From the first line to the last, give the data again exactly.

● Input:
______

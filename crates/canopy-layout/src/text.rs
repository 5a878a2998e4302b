//! Text measurement.
//!
//! Real text shaping belongs to the embedded editor surface; the engine only
//! needs stable, display-independent estimates to size node boxes. The
//! deterministic measurer estimates per-character advance from terminal-style
//! column widths, which keeps CJK and ASCII labels proportionate without a
//! font stack.

use serde::{Deserialize, Serialize};
use unicode_width::UnicodeWidthChar;

#[derive(Debug, Clone, Serialize, Deserialize)]
pub struct TextStyle {
    pub font_family: Option<String>,
    pub font_size: f64,
    pub font_weight: Option<String>,
}

impl Default for TextStyle {
    fn default() -> Self {
        Self {
            font_family: None,
            font_size: 16.0,
            font_weight: None,
        }
    }
}

impl TextStyle {
    pub fn sized(font_size: f64) -> Self {
        Self {
            font_size,
            ..Self::default()
        }
    }
}

#[derive(Debug, Clone, Copy, Serialize, Deserialize)]
pub struct TextMetrics {
    pub width: f64,
    pub height: f64,
    pub line_count: usize,
}

pub trait TextMeasurer {
    /// Measures `text` as-is; embedded newlines separate lines and the width
    /// is the widest line.
    fn measure(&self, text: &str, style: &TextStyle) -> TextMetrics;

    /// Measures `text` wrapped at `max_width` (no wrapping when `None`).
    fn measure_wrapped(&self, text: &str, style: &TextStyle, max_width: Option<f64>)
    -> TextMetrics;
}

#[derive(Debug, Clone, Default)]
pub struct DeterministicTextMeasurer {
    /// Advance per terminal column in em. Zero means the 0.6 default.
    pub char_width_factor: f64,
    /// Line height in em. Zero means the 1.2 default.
    pub line_height_factor: f64,
}

impl DeterministicTextMeasurer {
    fn factors(&self) -> (f64, f64) {
        let cw = if self.char_width_factor == 0.0 {
            0.6
        } else {
            self.char_width_factor
        };
        let lh = if self.line_height_factor == 0.0 {
            1.2
        } else {
            self.line_height_factor
        };
        (cw, lh)
    }

    fn line_width_px(&self, line: &str, style: &TextStyle) -> f64 {
        let (cw, _) = self.factors();
        let cols: usize = line.chars().map(|c| c.width().unwrap_or(0)).sum();
        cols as f64 * style.font_size.max(1.0) * cw
    }

    /// Greedy word wrap; tokens wider than the limit are split by character so
    /// a single unbreakable run cannot blow past the box.
    fn wrap_line(&self, line: &str, style: &TextStyle, max_width: f64) -> Vec<String> {
        let mut out: Vec<String> = Vec::new();
        let mut cur = String::new();

        for word in line.split_whitespace() {
            if !cur.is_empty() {
                let candidate = format!("{cur} {word}");
                if self.line_width_px(&candidate, style) <= max_width {
                    cur = candidate;
                    continue;
                }
                out.push(std::mem::take(&mut cur));
            }
            if self.line_width_px(word, style) <= max_width {
                cur = word.to_string();
            } else {
                // Long unbreakable token: hard-split it.
                let mut chunk = String::new();
                for ch in word.chars() {
                    chunk.push(ch);
                    if self.line_width_px(&chunk, style) >= max_width {
                        out.push(std::mem::take(&mut chunk));
                    }
                }
                cur = chunk;
            }
        }
        if !cur.is_empty() || out.is_empty() {
            out.push(cur);
        }
        out
    }
}

impl TextMeasurer for DeterministicTextMeasurer {
    fn measure(&self, text: &str, style: &TextStyle) -> TextMetrics {
        self.measure_wrapped(text, style, None)
    }

    fn measure_wrapped(
        &self,
        text: &str,
        style: &TextStyle,
        max_width: Option<f64>,
    ) -> TextMetrics {
        let (_, lh) = self.factors();
        let font_size = style.font_size.max(1.0);

        let mut lines: Vec<String> = Vec::new();
        for raw in text.split('\n') {
            match max_width.filter(|w| w.is_finite() && *w > 0.0) {
                Some(limit) => lines.extend(self.wrap_line(raw, style, limit)),
                None => lines.push(raw.to_string()),
            }
        }
        if lines.is_empty() {
            lines.push(String::new());
        }

        let width = lines
            .iter()
            .map(|l| self.line_width_px(l, style))
            .fold(0.0, f64::max);
        TextMetrics {
            width,
            height: lines.len() as f64 * font_size * lh,
            line_count: lines.len(),
        }
    }
}

#[cfg(test)]
mod tests {
    use super::*;

    fn m() -> DeterministicTextMeasurer {
        DeterministicTextMeasurer::default()
    }

    #[test]
    fn measure_uses_widest_line() {
        let style = TextStyle::default();
        let tm = m().measure("ab\nabcd", &style);
        // 4 columns * 16px * 0.6
        assert!((tm.width - 38.4).abs() < 1e-9);
        assert_eq!(tm.line_count, 2);
    }

    #[test]
    fn wrapping_splits_on_words() {
        let style = TextStyle::default();
        let unwrapped = m().measure("one two three four", &style);
        let wrapped = m().measure_wrapped("one two three four", &style, Some(unwrapped.width / 2.0));
        assert!(wrapped.line_count > 1);
        assert!(wrapped.width <= unwrapped.width / 2.0 + 1e-9);
        assert!(wrapped.height > unwrapped.height);
    }

    #[test]
    fn long_tokens_are_hard_split() {
        let style = TextStyle::default();
        let tm = m().measure_wrapped("aaaaaaaaaaaaaaaaaaaa", &style, Some(48.0));
        assert!(tm.line_count > 1);
    }

    #[test]
    fn wide_chars_count_double() {
        let style = TextStyle::default();
        let narrow = m().measure("ab", &style);
        let wide = m().measure("你", &style);
        assert!((narrow.width - wide.width).abs() < 1e-9);
    }

    #[test]
    fn measuring_is_idempotent() {
        let style = TextStyle::default();
        let a = m().measure_wrapped("some label text", &style, Some(100.0));
        let b = m().measure_wrapped("some label text", &style, Some(100.0));
        assert_eq!(a.width.to_bits(), b.width.to_bits());
        assert_eq!(a.height.to_bits(), b.height.to_bits());
    }
}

______

● Written reply:
filename crates/canopy-layout/src/text.rs
repository 5a878a2998e4302b
//! Text measurement.
//!
//! Real text shaping belongs to the embedded editor surface; the engine only
//! needs stable, display-independent estimates to size node boxes. The
//! deterministic measurer estimates per-character advance from terminal-style
//! column widths, which keeps CJK and ASCII labels proportionate without a
//! font stack.

use serde::{Deserialize, Serialize};
use unicode_width::UnicodeWidthChar;

#[derive(Debug, Clone, Serialize, Deserialize)]
pub struct TextStyle {
    pub font_family: Option<String>,
    pub font_size: f64,
    pub font_weight: Option<String>,
}

impl Default for TextStyle {
    fn default() -> Self {
        Self {
            font_family: None,
            font_size: 16.0,
            font_weight: None,
        }
    }
}

impl TextStyle {
    pub fn sized(font_size: f64) -> Self {
        Self {
            font_size,
            ..Self::default()
        }
    }
}

#[derive(Debug, Clone, Copy, Serialize, Deserialize)]
pub struct TextMetrics {
    pub width: f64,
    pub height: f64,
    pub line_count: usize,
}

pub trait TextMeasurer {
    /// Measures `text` as-is; embedded newlines separate lines and the width
    /// is the widest line.
    fn measure(&self, text: &str, style: &TextStyle) -> TextMetrics;

    /// Measures `text` wrapped at `max_width` (no wrapping when `None`).
    fn measure_wrapped(&self, text: &str, style: &TextStyle, max_width: Option<f64>)
    -> TextMetrics;
}

#[derive(Debug, Clone, Default)]
pub struct DeterministicTextMeasurer {
    /// Advance per terminal column in em. Zero means the 0.6 default.
    pub char_width_factor: f64,
    /// Line height in em. Zero means the 1.2 default.
    pub line_height_factor: f64,
}

impl DeterministicTextMeasurer {
    fn factors(&self) -> (f64, f64) {
        let cw = if self.char_width_factor == 0.0 {
            0.6
        } else {
            self.char_width_factor
        };
        let lh = if self.line_height_factor == 0.0 {
            1.2
        } else {
            self.line_height_factor
        };
        (cw, lh)
    }

    fn line_width_px(&self, line: &str, style: &TextStyle) -> f64 {
        let (cw, _) = self.factors();
        let cols: usize = line.chars().map(|c| c.width().unwrap_or(0)).sum();
        cols as f64 * style.font_size.max(1.0) * cw
    }

    /// Greedy word wrap; tokens wider than the limit are split by character so
    /// a single unbreakable run cannot blow past the box.
    fn wrap_line(&self, line: &str, style: &TextStyle, max_width: f64) -> Vec<String> {
        let mut out: Vec<String> = Vec::new();
        let mut cur = String::new();

        for word in line.split_whitespace() {
            if !cur.is_empty() {
                let candidate = format!("{cur} {word}");
                if self.line_width_px(&candidate, style) <= max_width {
                    cur = candidate;
                    continue;
                }
                out.push(std::mem::take(&mut cur));
            }
            if self.line_width_px(word, style) <= max_width {
                cur = word.to_string();
            } else {
                // Long unbreakable token: hard-split it.
                let mut chunk = String::new();
                for ch in word.chars() {
                    chunk.push(ch);
                    if self.line_width_px(&chunk, style) >= max_width {
                        out.push(std::mem::take(&mut chunk));
                    }
                }
                cur = chunk;
            }
        }
        if !cur.is_empty() || out.is_empty() {
            out.push(cur);
        }
        out
    }
}

impl TextMeasurer for DeterministicTextMeasurer {
    fn measure(&self, text: &str, style: &TextStyle) -> TextMetrics {
        self.measure_wrapped(text, style, None)
    }

    fn measure_wrapped(
        &self,
        text: &str,
        style: &TextStyle,
        max_width: Option<f64>,
    ) -> TextMetrics {
        let (_, lh) = self.factors();
        let font_size = style.font_size.max(1.0);

        let mut lines: Vec<String> = Vec::new();
        for raw in text.split('\n') {
            match max_width.filter(|w| w.is_finite() && *w > 0.0) {
                Some(limit) => lines.extend(self.wrap_line(raw, style, limit)),
                None => lines.push(raw.to_string()),
            }
        }
        if lines.is_empty() {
            lines.push(String::new());
        }

        let width = lines
            .iter()
            .map(|l| self.line_width_px(l, style))
            .fold(0.0, f64::max);
        TextMetrics {
            width,
            height: lines.len() as f64 * font_size * lh,
            line_count: lines.len(),
        }
    }
}

#[cfg(test)]
mod tests {
    use super::*;

    fn m() -> DeterministicTextMeasurer {
        DeterministicTextMeasurer::default()
    }

    #[test]
    fn measure_uses_widest_line() {
        let style = TextStyle::default();
        let tm = m().measure("ab\nabcd", &style);
        // 4 columns * 16px * 0.6
        assert!((tm.width - 38.4).abs() < 1e-9);
        assert_eq!(tm.line_count, 2);
    }

    #[test]
    fn wrapping_splits_on_words() {
        let style = TextStyle::default();
        let unwrapped = m().measure("one two three four", &style);
        let wrapped = m().measure_wrapped("one two three four", &style, Some(unwrapped.width / 2.0));
        assert!(wrapped.line_count > 1);
        assert!(wrapped.width <= unwrapped.width / 2.0 + 1e-9);
        assert!(wrapped.height > unwrapped.height);
    }

    #[test]
    fn long_tokens_are_hard_split() {
        let style = TextStyle::default();
        let tm = m().measure_wrapped("aaaaaaaaaaaaaaaaaaaa", &style, Some(48.0));
        assert!(tm.line_count > 1);
    }

    #[test]
    fn wide_chars_count_double() {
        let style = TextStyle::default();
        let narrow = m().measure("ab", &style);
        let wide = m().measure("你", &style);
        assert!((narrow.width - wide.width).abs() < 1e-9);
    }

    #[test]
    fn measuring_is_idempotent() {
        let style = TextStyle::default();
        let a = m().measure_wrapped("some label text", &style, Some(100.0));
        let b = m().measure_wrapped("some label text", &style, Some(100.0));
        assert_eq!(a.width.to_bits(), b.width.to_bits());
        assert_eq!(a.height.to_bits(), b.height.to_bits());
    }
}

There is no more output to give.